Up the Hurunui without a paddle: Foreshore and Seabed Act, reprise

Extinguishment of Hurunui litigation rights recalls the Foreshore and Seabed Act, and it is breathing life into the embers of green activism

The damned Hurunui has lit a fire that will not be put out…

The Environment Canterbury (Temporary Commissioners and Improved Water Management) Act 2010 (the ECan Act), passed under urgency before the Easter recess, changed Canterbury’s water conservation landscape. It handed power to administer water conservation orders (WCOs) to the newly appointed ECan commissioners, on the grounds that to do their job properly, the commissioners need a fresh start and a free hand.

Water conservation orders are the national parks of water management. They recognise and protect outstanding water body values. There is a national interest in them. They are not normally governed by regional councils.

The Act included special provisions for the Hurunui WCO. Recreational NGOs (Fish and Game, et al) had applied for a WCO to counter the Hurunui Water project— a damming and irrigation project. They were exercising their Resource Management Act right to make submissions to the Environment Court.

The government cut this litigation process off at the knees. The ECan Act ousts Environment Court jurisdiction on the Hurunui WCO, and gives it to ECan instead: see part 2 of Schedule 2. Chances are, this condemns the Hurunui, converting it to rural working purposes.

The government hasn’t finished cleaning up Labour’s legacy mess on the Foreshore and Seabed Act (which fellow Pundit Andrew Geddis described as a “stain on New Zealand's Parliament”), before making another one of its own.

I write this warily, with the spectre of holocaust analogies hovering over the keyboard. Make no mistake: there are some very important and sensitive respects in which the two legislative Acts are not at all similar. They cannot be classed as equivalents; the foreshore and seabed issue had a scale and significance all of its own. It was discriminatory, extinguishing only Māori customary title, not European forms of title, and it undermined the Treaty partnership.

So I’m not belittling that. And yet, there are enough points of similarity to make a grubby fingerprint, or some sort of nasty reflux.

The Foreshore and Seabed Act, too, extinguished a litigation right. The Court of Appeal had held that the Māori Land Court had jurisdiction to hear Māori claims to customary title of the foreshore and seabed. The right to return to court to test that case has been the Māori Party’s refrain, and bottom line.

Both Acts conjured out of expediency some quite novel administrative arrangements. In the ECan Act, this takes the form of the commissioners, and their unprecedented responsibility for managing WCOs. Under the Foreshore and Seabed Act, the court was able to make a preliminary finding about the veracity of Māori grievances, which would then be handed over for negotiation between Māori and the Crown.

Both instances spiked goodwill, on bedrock issues of national importance, by forcibly and unilaterally ripping away the bone of contention. This joint media statement from five NGOs charges the government with breaching the Land and Water Forum’s collaborative good faith process.
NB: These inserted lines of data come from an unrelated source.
//! The HTTP JSON API: small extraction endpoints over the crawl engine.

use axum::extract::{Query, Request, State};
use axum::http::StatusCode;
use axum::middleware::{self, Next};
use axum::response::{IntoResponse, Response};
use axum::routing::get;
use axum::{Json, Router};
use std::collections::HashMap;
use std::net::SocketAddr;
use std::sync::Arc;
use tokio_util::sync::CancellationToken;
use url::Url;

use crate::crawler::{normalize_seed, Crawler, Downloader, LinkTree, Node};
use crate::page_meta::{extract_page_meta, PageMeta};
use crate::probe;
use crate::profile::Profile;
use crate::{extract, Error};

#[derive(Clone)]
pub struct AppState {
    downloader: Arc<dyn Downloader>,
    profile: Arc<Profile>,
    check_url: Url,
}

impl AppState {
    pub fn new(downloader: Arc<dyn Downloader>, profile: Profile) -> AppState {
        AppState {
            downloader,
            profile: Arc::new(profile),
            check_url: Url::parse(probe::DEFAULT_CHECK_URL).expect("default check url is valid"),
        }
    }

    /// Points the `/ip` probe somewhere else. Useful against test servers.
    pub fn with_check_url(mut self, check_url: Url) -> AppState {
        self.check_url = check_url;
        self
    }
}

/// An error already shaped for the wire.
struct ApiError(StatusCode, String);

impl ApiError {
    fn bad_request(message: &str) -> ApiError {
        ApiError(StatusCode::BAD_REQUEST, message.to_owned())
    }

    fn internal(error: Error) -> ApiError {
        ApiError(StatusCode::INTERNAL_SERVER_ERROR, error.to_string())
    }
}

impl IntoResponse for ApiError {
    fn into_response(self) -> Response {
        (self.0, self.1).into_response()
    }
}

fn required_link(params: &HashMap<String, String>) -> Result<Url, ApiError> {
    let link = params
        .get("link")
        .map(|link| link.trim())
        .filter(|link| !link.is_empty())
        .ok_or_else(|| ApiError::bad_request("link cannot be blank"))?;

    normalize_seed(link).map_err(|_| ApiError::bad_request("link must be a valid http(s) URL"))
}

async fn get_ip(State(state): State<AppState>) -> Result<String, ApiError> {
    log::info!("retrieving exit IP");
    probe::exit_ip(&*state.downloader, &state.check_url)
        .await
        .map_err(ApiError::internal)
}

async fn get_tree(
    State(state): State<AppState>,
    Query(params): Query<HashMap<String, String>>,
) -> Result<Json<Node>, ApiError> {
    let link = required_link(&params)?;
    let depth = match params.get("depth") {
        None => 1,
        Some(raw) => raw
            .parse::<u16>()
            .map_err(|_| ApiError::bad_request("invalid depth, must be an integer"))?,
    };

    log::info!("building tree for {} at depth {}", link, depth);

    let mut parameters = state.profile.parameters();
    parameters.max_depth = depth;
    parameters.do_not_log_stats = true;

    let crawler =
        Crawler::new(state.downloader.clone(), parameters).map_err(ApiError::internal)?;
    crawler.seed([link.as_str()]);

    let tree = Arc::new(LinkTree::new());
    crawler
        .run(CancellationToken::new(), tree.clone())
        .await
        .map_err(ApiError::internal)?;

    let node = tree
        .to_node(&link)
        .ok_or_else(|| ApiError::internal(Error::BadLink(link.to_string())))?;

    Ok(Json(node))
}

async fn get_content(
    State(state): State<AppState>,
    Query(params): Query<HashMap<String, String>>,
) -> Result<Json<String>, ApiError> {
    let link = required_link(&params)?;

    let downloaded = state
        .downloader
        .download(&link)
        .await
        .map_err(ApiError::internal)?;

    Ok(Json(String::from_utf8_lossy(&downloaded.content).into_owned()))
}

async fn get_emails(
    State(state): State<AppState>,
    Query(params): Query<HashMap<String, String>>,
) -> Result<Json<Vec<String>>, ApiError> {
    let link = required_link(&params)?;

    extract::collect_emails(&*state.downloader, &link)
        .await
        .map(Json)
        .map_err(ApiError::internal)
}

async fn get_phone_numbers(
    State(state): State<AppState>,
    Query(params): Query<HashMap<String, String>>,
) -> Result<Json<Vec<String>>, ApiError> {
    let link = required_link(&params)?;

    extract::collect_phone_numbers(&*state.downloader, &link)
        .await
        .map(Json)
        .map_err(ApiError::internal)
}

async fn get_meta(
    State(state): State<AppState>,
    Query(params): Query<HashMap<String, String>>,
) -> Result<Json<PageMeta>, ApiError> {
    let link = required_link(&params)?;

    let downloaded = state
        .downloader
        .download(&link)
        .await
        .map_err(ApiError::internal)?;

    Ok(Json(extract_page_meta(&downloaded, &link)))
}

async fn log_requests(request: Request, next: Next) -> Response {
    log::info!("{} {}", request.method(), request.uri());
    next.run(request).await
}

pub fn router(state: AppState) -> Router {
    Router::new()
        .route("/ip", get(get_ip))
        .route("/tree", get(get_tree))
        .route("/content", get(get_content))
        .route("/emails", get(get_emails))
        .route("/phone", get(get_phone_numbers))
        .route("/meta", get(get_meta))
        .layer(middleware::from_fn(log_requests))
        .with_state(state)
}

/// Binds and serves the API until the process ends.
pub async fn serve(address: SocketAddr, state: AppState) -> Result<(), Error> {
    log::info!("starting torcrawl server on {}", address);
    let listener = tokio::net::TcpListener::bind(address).await?;
    axum::serve(listener, router(state)).await?;
    Ok(())
}

#[cfg(test)]
mod tests {
    use super::*;
    use crate::crawler::{ClientOpts, HttpDownloader};

    async fn spawn_api(state: AppState) -> SocketAddr {
        let listener = tokio::net::TcpListener::bind("127.0.0.1:0").await.unwrap();
        let address = listener.local_addr().unwrap();
        tokio::spawn(async move {
            axum::serve(listener, router(state)).await.unwrap();
        });
        address
    }

    fn state() -> AppState {
        let downloader = Arc::new(
            HttpDownloader::new(&ClientOpts {
                use_tor: false,
                ..ClientOpts::default()
            })
            .unwrap(),
        );
        let profile = Profile {
            workers: 4,
            rps: 1000.0,
            burst: 100,
            ..Profile::default()
        };
        AppState::new(downloader, profile)
    }

    #[tokio::test]
    async fn ip_endpoint_reports_the_probe_result() {
        let mut upstream = mockito::Server::new_async().await;
        let _check = upstream
            .mock("GET", "/")
            .with_status(200)
            .with_body("<strong>10.20.30.40</strong>")
            .create_async()
            .await;

        let state = state().with_check_url(Url::parse(&upstream.url()).unwrap());
        let api = spawn_api(state).await;

        let body = reqwest::get(format!("http://{api}/ip"))
            .await
            .unwrap()
            .text()
            .await
            .unwrap();
        assert_eq!(body, "10.20.30.40");
    }

    #[tokio::test]
    async fn tree_endpoint_builds_a_depth_one_tree() {
        let mut upstream = mockito::Server::new_async().await;
        let _root = upstream
            .mock("GET", "/")
            .with_status(200)
            .with_body(r#"<a href="/leaf">leaf</a>"#)
            .create_async()
            .await;
        let _leaf = upstream
            .mock("GET", "/leaf")
            .with_status(200)
            .with_body("")
            .create_async()
            .await;

        let api = spawn_api(state()).await;

        let response = reqwest::get(format!(
            "http://{api}/tree?link={}&depth=1",
            upstream.url()
        ))
        .await
        .unwrap();
        assert_eq!(response.status(), 200);

        let node: Node = response.json().await.unwrap();
        assert_eq!(node.status_code, 200);
        assert_eq!(node.children.len(), 1);
        assert!(node.children[0].url.ends_with("/leaf"));
    }

    #[tokio::test]
    async fn blank_and_invalid_input_is_rejected() {
        let api = spawn_api(state()).await;

        let response = reqwest::get(format!("http://{api}/tree")).await.unwrap();
        assert_eq!(response.status(), 400);

        let response = reqwest::get(format!("http://{api}/tree?link=")).await.unwrap();
        assert_eq!(response.status(), 400);

        let response = reqwest::get(format!(
            "http://{api}/tree?link=https://example.com&depth=much"
        ))
        .await
        .unwrap();
        assert_eq!(response.status(), 400);

        let response = reqwest::get(format!("http://{api}/emails?link=")).await.unwrap();
        assert_eq!(response.status(), 400);
    }

    #[tokio::test]
    async fn content_endpoint_returns_the_body_as_json_string() {
        let mut upstream = mockito::Server::new_async().await;
        let _page = upstream
            .mock("GET", "/")
            .with_status(200)
            .with_body("<html><body>raw page</body></html>")
            .create_async()
            .await;

        let api = spawn_api(state()).await;

        let body: String = reqwest::get(format!("http://{api}/content?link={}", upstream.url()))
            .await
            .unwrap()
            .json()
            .await
            .unwrap();
        assert!(body.contains("raw page"));
    }

    #[tokio::test]
    async fn phone_endpoint_lists_tel_links() {
        let mut upstream = mockito::Server::new_async().await;
        let _page = upstream
            .mock("GET", "/")
            .with_status(200)
            .with_body(r#"<a href="tel:+3555">call</a>"#)
            .create_async()
            .await;

        let api = spawn_api(state()).await;

        let numbers: Vec<String> =
            reqwest::get(format!("http://{api}/phone?link={}", upstream.url()))
                .await
                .unwrap()
                .json()
                .await
                .unwrap();
        assert_eq!(numbers, vec!["+3555"]);
    }

    #[tokio::test]
    async fn meta_endpoint_returns_page_metadata() {
        let mut upstream = mockito::Server::new_async().await;
        let _page = upstream
            .mock("GET", "/")
            .with_status(200)
            .with_header("content-type", "text/html")
            .with_body("<html><head><title>Meta page</title></head></html>")
            .create_async()
            .await;

        let api = spawn_api(state()).await;

        let meta: serde_json::Value =
            reqwest::get(format!("http://{api}/meta?link={}", upstream.url()))
                .await
                .unwrap()
                .json()
                .await
                .unwrap();
        assert_eq!(meta["title"], "Meta page");
        assert_eq!(meta["status"], 200);
    }
}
The Land and Water Forum was supposed to be the basis for a durable national solution on New Zealand’s next big policy challenge. But as with the foreshore and seabed, the government, by jumping pre-emptively, has poisoned the well.

And the Foreshore and Seabed Act gave the Māori Party its mission statement and ticket to Parliament. The Greens already exist, of course, with a loyal five-percentish base. And as I noted on the comments thread of Tim’s post here, they may find their 2011 ticket on another bandwagon Coromandel mining, rather than the Hurunui.

But Quentin Duthie, conservation advocate for Forest & Bird, says that the government’s recent serial attacks on the environment have reinvigorated the environment movement, and a public environmental consciousness. Miscellaneous NGOs, that were always broadly friendly, but with somewhat random agendas, have coalesced. (And I am living it: I thought, when I started writing for Pundit, I would prattle on quite a lot about my garden, but the politics has not stopped.)

Duthie also says this can work for good or bad. It’s unfortunate, he says, because it draws energy away from positive individual and community initiatives, and critical global challenges like climate change, into defence of what New Zealanders thought was protected.

Labour underestimated the power of the foreshore and seabed issue; or at least, they recognised its power, but overestimated their own curative capability. They are ruing it to this day, as they try to find a way to spike the Māori Party’s guns.

And similarly, we never could have expected, in electing this National government, that the environment movement would have so much to thank them for. National may go down in the annals of Green history as a better, greener government than we knew, or they intended.